** Task objective **
Repeat the listing below word for word, stopping after the line that contains "Config::builder()".

** The data **
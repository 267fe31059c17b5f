//! Application Configuration
//!
//! Loads configuration from files and environment variables.

use config::{Config, ConfigError, Environment, File};
use serde::Deserialize;

/// Server configuration
#[derive(Debug, Clone, Deserialize)]
pub struct ServerConfig {
    pub host: String,
    pub port: u16,
}

/// Database configuration
#[derive(Debug, Clone, Deserialize)]
pub struct DatabaseConfig {
    pub url: String,
    pub max_connections: u32,
    pub min_connections: u32,
}

/// User registration business rules
#[derive(Debug, Clone, Default, Deserialize)]
pub struct RegistrationConfig {
    /// Lowest accepted base salary; no minimum when unset
    #[serde(default)]
    pub minimum_base_salary: Option<i32>,
}

/// Application configuration
#[derive(Debug, Clone, Deserialize)]
pub struct AppConfig {
    pub server: ServerConfig,
    pub database: DatabaseConfig,
    #[serde(default)]
    pub registration: RegistrationConfig,
}

impl AppConfig {
    /// Load configuration from files and environment
    ///
    /// # Errors
    ///
    /// Returns a `ConfigError` if `config/default` is missing or a value fails to deserialize.
    pub fn load() -> Result<Self, ConfigError> {
        let run_mode = std::env::var("RUN_MODE").unwrap_or_else(|_| "default".into());

        Config::builder()
            // Start with default config
            .add_source(File::with_name("config/default").required(true))
            // Merge environment-specific config if it exists
            .add_source(File::with_name(&format!("config/{run_mode}")).required(false))
            // Override with environment variables (e.g., APP__SERVER__PORT)
            .add_source(Environment::with_prefix("APP").separator("__"))
            .build()?
            .try_deserialize()
    }
}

** Task output **
repository 267fe31059c17b5f
//! Application Configuration
//!
//! Loads configuration from files and environment variables.

use config::{Config, ConfigError, Environment, File};
use serde::Deserialize;

/// Server configuration
#[derive(Debug, Clone, Deserialize)]
pub struct ServerConfig {
    pub host: String,
    pub port: u16,
}

/// Database configuration
#[derive(Debug, Clone, Deserialize)]
pub struct DatabaseConfig {
    pub url: String,
    pub max_connections: u32,
    pub min_connections: u32,
}

/// User registration business rules
#[derive(Debug, Clone, Default, Deserialize)]
pub struct RegistrationConfig {
    /// Lowest accepted base salary; no minimum when unset
    #[serde(default)]
    pub minimum_base_salary: Option<i32>,
}

/// Application configuration
#[derive(Debug, Clone, Deserialize)]
pub struct AppConfig {
    pub server: ServerConfig,
    pub database: DatabaseConfig,
    #[serde(default)]
    pub registration: RegistrationConfig,
}

impl AppConfig {
    /// Load configuration from files and environment
    ///
    /// # Errors
    ///
    /// Returns a `ConfigError` if `config/default` is missing or a value fails to deserialize.
    pub fn load() -> Result<Self, ConfigError> {
        let run_mode = std::env::var("RUN_MODE").unwrap_or_else(|_| "default".into());

        Config::builder()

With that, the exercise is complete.